Небо еще не погасло окончательно. В его драгоценном окладе, исчезающем на глазах, икона всея Руси, к которой приходят поклониться и на ее фоне сделать селфи. Если не знать этого, то кажется, ты на представлении японского театра, где актеры позируют друг перед другом в причудливых позах.

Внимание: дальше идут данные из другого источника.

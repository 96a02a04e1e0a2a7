use crate::game::beat::{Beat, BeatId};
use crate::game::combo::ComboId;
use crate::game::entity::EntityId;

/// Every beat currently in flight, across all running combos.
///
/// Iteration follows insertion order. Resolution marks a beat in place and
/// `sweep_resolved` drops it afterwards, so beats can be resolved while the
/// set is being walked.
#[derive(Debug, Default)]
pub struct ActiveBeatSet {
    beats: Vec<Beat>,
}

impl ActiveBeatSet {
    pub fn new() -> Self {
        Self::default()
    }

    #[inline(always)]
    pub fn len(&self) -> usize {
        self.beats.len()
    }

    #[inline(always)]
    pub fn is_empty(&self) -> bool {
        self.beats.is_empty()
    }

    pub fn iter(&self) -> std::slice::Iter<'_, Beat> {
        self.beats.iter()
    }

    pub fn get(&self, id: BeatId) -> Option<&Beat> {
        self.beats.iter().find(|b| b.id() == id)
    }

    pub fn count_for_combo(&self, combo: ComboId) -> usize {
        self.beats
            .iter()
            .filter(|b| b.combo() == combo && !b.is_resolved())
            .count()
    }

    pub fn count_for_owner(&self, owner: EntityId) -> usize {
        self.beats
            .iter()
            .filter(|b| b.owner() == owner && !b.is_resolved())
            .count()
    }

    pub(crate) fn insert(&mut self, beat: Beat) {
        self.beats.push(beat);
    }

    pub(crate) fn get_mut(&mut self, id: BeatId) -> Option<&mut Beat> {
        self.beats.iter_mut().find(|b| b.id() == id)
    }

    pub(crate) fn iter_mut(&mut self) -> std::slice::IterMut<'_, Beat> {
        self.beats.iter_mut()
    }

    /// Drops resolved beats, keeping the survivors in order.
    pub(crate) fn sweep_resolved(&mut self) -> usize {
        let before = self.beats.len();
        self.beats.retain(|b| !b.is_resolved());
        before - self.beats.len()
    }
}
//! Priority Feed Ranking
//!
//! Scores candidate posts and orders them for one of three feed modes.
//!
//! # Modes
//! - **hot**: score desc, then engagement desc
//! - **latest**: `created_at` desc, unparseable timestamps last
//! - **discussed**: comments desc, then score desc, then engagement desc
//!
//! Posts with a blank id are dropped before scoring. Remaining ties keep
//! input order.

pub mod scorer;

use chrono::{DateTime, Utc};
use std::cmp::Ordering;
use tracing::debug;

use crate::models::{FeedPost, RankedEntry, RankingMode};

pub use scorer::{
    classify_reason, compute_age_hours, freshness_boost, score_post, COMMENT_WEIGHT,
    FRESHNESS_DIVISOR, FRESHNESS_WINDOW_HOURS, INVALID_AGE_HOURS, LIKE_WEIGHT, REPOST_WEIGHT,
    SAVE_WEIGHT,
};

/// Bumped whenever weights, freshness or ordering rules change
pub const ALGORITHM_VERSION: &str = "priority-feed-v1";

/// Rank `posts` for `mode`, keeping at most `limit` entries.
///
/// The evaluation instant is read from the wall clock once for the whole batch.
pub fn rank_priority_feed(posts: &[FeedPost], mode: RankingMode, limit: usize) -> Vec<RankedEntry> {
    rank_priority_feed_at(posts, mode, limit, Utc::now())
}

/// Rank `posts` against an explicit evaluation instant
pub fn rank_priority_feed_at(
    posts: &[FeedPost],
    mode: RankingMode,
    limit: usize,
    now: DateTime<Utc>,
) -> Vec<RankedEntry> {
    let mut scored: Vec<(RankedEntry, Option<DateTime<Utc>>)> = posts
        .iter()
        .filter(|post| post.has_valid_id())
        .map(|post| {
            let created_at = post.created_at_utc();
            (scorer::score_post_at(post, created_at, now), created_at)
        })
        .collect();

    let valid_count = scored.len();

    // sort_by is stable, so equal keys keep input order
    match mode {
        RankingMode::Latest => scored.sort_by(|a, b| compare_latest(a.1, b.1)),
        RankingMode::Discussed => scored.sort_by(|a, b| compare_discussed(&a.0, &b.0)),
        RankingMode::Hot => scored.sort_by(|a, b| compare_hot(&a.0, &b.0)),
    }

    let ranked: Vec<RankedEntry> = scored
        .into_iter()
        .take(limit)
        .map(|(entry, _)| entry)
        .collect();

    debug!(
        mode = %mode,
        input = posts.len(),
        valid = valid_count,
        returned = ranked.len(),
        "Priority ranking applied"
    );

    ranked
}

/// Convert a signed limit from text or env input; negatives select nothing
pub fn limit_from_signed(limit: i64) -> usize {
    usize::try_from(limit).unwrap_or(0)
}

fn compare_latest(a: Option<DateTime<Utc>>, b: Option<DateTime<Utc>>) -> Ordering {
    match (a, b) {
        (Some(a), Some(b)) => b.cmp(&a),
        (Some(_), None) => Ordering::Less,
        (None, Some(_)) => Ordering::Greater,
        (None, None) => Ordering::Equal,
    }
}

fn compare_hot(a: &RankedEntry, b: &RankedEntry) -> Ordering {
    compare_score(a, b).then_with(|| b.engagement.cmp(&a.engagement))
}

fn compare_discussed(a: &RankedEntry, b: &RankedEntry) -> Ordering {
    b.post
        .comments()
        .cmp(&a.post.comments())
        .then_with(|| compare_score(a, b))
        .then_with(|| b.engagement.cmp(&a.engagement))
}

fn compare_score(a: &RankedEntry, b: &RankedEntry) -> Ordering {
    b.score.partial_cmp(&a.score).unwrap_or(Ordering::Equal)
}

Натянутое на Спасскую башню «изделие номер два», внутри которого регулярно извергаются куранты, надоумило меня, что мужчина ревнует к тайному оргазму с другим, а женщина к явному увлечению другой, пусть даже без взаимности. «А когда шито-крыто, то как в уборную сходил» – по словам одной дамы, годившейся мне в матери. Если мужчины соперничают сексуально, то женщины соперничают социально. Ревность Эриды куда сильней ревности Геры. Царица Олимпа хоть и устраивала сцены Зевсу, который «ни одной не пропустит», а все же была бы разочарована в нем, будь это не так.
На «Немцовом мосту», куда я, собственно, шел, столпотворение цветов. (Себе, пуристу: возможен же вальс цветов, почему тогда невозможно их столпотворение, которое тоже танец, если смотреть «остраненно»? Да и как по-иному, когда сторон две – какую считать внутренней? «Остраненный взгляд», вопреки формалистам, есть взгляд на происходящее изнутри: не знаешь ни к чему все ведет, ни чем все закончится.)
Я поражен открывшимся зрелищем. Знал, что увижу цветы на месте трагедии, но столпотворение цветов! Будто три дня беспрерывно шел снег и каждая снежинка, упав, превращалась в цветок. Весь парапет до середины моста под тридцатисантиметровым настом цветов, большей частью роз. Нечто подобное я видел в Варшаве после убийства отца Попелушко. Место живо: одни уходят, другие приходят. Стихийно возникший мемориал – недолговечный, но живой. Сколько дней уже прошло с тех пор, как Сусанночку разбудил телефонный звонок: «Мама, Немцова убили».
Собираясь вернуться по Мясницкой, я вышел к Большому из-за спины Маркса. Кручу головой в поисках известного учреждения – нету. Подсветка не полагается. А я нуждаюсь в ориентирах. Спрашивать дорогу не хочется, в Москве этим занимается каждый второй. Высока вероятность того, что повторится диалог, подслушанный – на сей раз не мною, Шейнкером – на Невском: «А не подскажете, где Невский?» – «Я не в курсе».